Nevertheless, S.K. argues, and the Commissioner does not dispute, that private
preschools and day care programs are not obligated to provide special education
services. (Dkt. 8 at 11–12). Thus, S.K. concludes it was not relevant that he was not
in special education classes at his YMCA day care/preschool program. More importantly, the ALJ’s evaluation of the evidence on this issue in incomplete with respect to Ms. King’s testimony. The ALJ stated that S.K. was in regular classes and
“the record reflects that [he] is not provided any special education or special accommodations in school and receives no treatment for any type of behavioral disorder.” (R. at 24, 27). The ALJ ignored Ms. King’s testimony that for two years, S.K.

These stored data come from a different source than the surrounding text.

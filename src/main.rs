use clap::Parser;
use kafka_producer_template::kafka::{InFlight, JsonEncoder, KeyHashPartitioner, KeyStrategy, RecordHeader};
use kafka_producer_template::{Config, Error, ProducerTemplate, Result};
use serde_json::Value;
use std::path::PathBuf;
use tokio::io::{AsyncBufReadExt, BufReader};
use tracing::{error, info, warn};
use tracing_subscriber::{layer::SubscriberExt, util::SubscriberInitExt, EnvFilter, Layer};

#[derive(Parser, Debug)]
#[command(name = "kafka-producer-template")]
#[command(about = "Publish newline-delimited JSON from stdin to Kafka", long_about = None)]
struct Args {
    #[arg(short, long, value_name = "FILE", default_value = "config.toml")]
    config: PathBuf,

    #[arg(short, long, help = "Fixed key for every record")]
    key: Option<String>,

    #[arg(long = "key-field", value_name = "PATH", help = "Dotted field path used as key; repeat for a composite key")]
    key_fields: Vec<String>,

    #[arg(long, help = "Stamp records with the time they were read")]
    stamp: bool,

    #[arg(long, default_value_t = 10_000, help = "Maximum number of unacknowledged records")]
    max_in_flight: usize,

    #[arg(short, long, help = "Enable JSON output for logs")]
    json_logs: bool,

    #[arg(short, long, help = "Verbose logging")]
    verbose: bool,
}

#[tokio::main]
async fn main() -> Result<()> {
    let args = Args::parse();

    init_logging(args.json_logs, args.verbose);

    info!("Starting kafka-producer-template");
    info!("Loading configuration from {:?}", args.config);

    let config = match Config::from_file(&args.config) {
        Ok(cfg) => {
            info!("Configuration loaded successfully");
            cfg
        }
        Err(e) => {
            error!("Failed to load configuration: {}", e);
            return Err(Error::Config(e.to_string()));
        }
    };

    info!(
        kafka_brokers = ?config.kafka.brokers,
        default_topic = %config.producer.default_topic,
        "Configuration summary"
    );

    let key_strategy = match args.key {
        Some(key) => KeyStrategy::Fixed(key),
        None => KeyStrategy::from_fields(args.key_fields),
    };

    let template = tokio::task::spawn_blocking(move || {
        ProducerTemplate::<Value>::builder()
            .settings(config.kafka)
            .encoder(JsonEncoder::new())
            .partitioner(KeyHashPartitioner)
            .default_topic(config.producer.default_topic)
            .build()
    })
    .await
    .map_err(|e| Error::Io(std::io::Error::other(e)))??;

    let mut lines = BufReader::new(tokio::io::stdin()).lines();
    let mut in_flight = InFlight::new(args.max_in_flight);
    let mut line_number = 0u64;

    while let Some(line) = lines.next_line().await? {
        line_number += 1;
        if line.trim().is_empty() {
            continue;
        }

        let value: Value = match serde_json::from_str(&line) {
            Ok(value) => value,
            Err(e) => {
                warn!(line = line_number, "Skipping invalid JSON: {}", e);
                continue;
            }
        };

        let key = key_strategy.extract_key(&value);
        let timestamp = args.stamp.then(|| chrono::Utc::now().timestamp_millis());
        let headers = vec![RecordHeader::new("content-type", "application/json")];

        in_flight
            .submit(|| template.send_with_timestamp(key.as_deref(), &value, timestamp, headers.clone()))
            .await?;
    }

    let summary = in_flight.finish().await;
    info!(
        delivered = summary.delivered,
        failed = summary.failed,
        "Finished publishing"
    );

    tokio::task::spawn_blocking(move || template.close())
        .await
        .map_err(|e| Error::Io(std::io::Error::other(e)))?
}

fn init_logging(json: bool, verbose: bool) {
    let env_filter = if verbose {
        EnvFilter::new("kafka_producer_template=debug,info")
    } else {
        EnvFilter::try_from_default_env()
            .unwrap_or_else(|_| EnvFilter::new("kafka_producer_template=info,warn"))
    };

    let fmt_layer = if json {
        tracing_subscriber::fmt::layer()
            .json()
            .flatten_event(true)
            .with_current_span(false)
            .with_span_list(false)
            .boxed()
    } else {
        tracing_subscriber::fmt::layer()
            .with_target(false)
            .with_thread_ids(false)
            .with_thread_names(false)
            .boxed()
    };

    tracing_subscriber::registry()
        .with(env_filter)
        .with(fmt_layer)
        .init();
}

was not in a regular class but rather in a separate class because of learning disabilities and behavioral issues. (Id. at 71). The ALJ also failed to consider that the preschool implemented behavior modification strategies for S.K. (Id. at 527) (S.K.’s
“teachers implement strategies for behavior modification using pictures related to
appropriate behavior, book, and redirection.”). The ALJ’s failure to consider evidence indicating that S.K. was not in regular classes as the ALJ asserts, but rather
is in a separate classroom for children with learning disabilities and behavioral issues “does not provide much assurance that [she] adequately considered [S.K.’s]
case.” Ribaudo v. Barnhart, 458 F.3d 580, 584 (7th Cir. 2006).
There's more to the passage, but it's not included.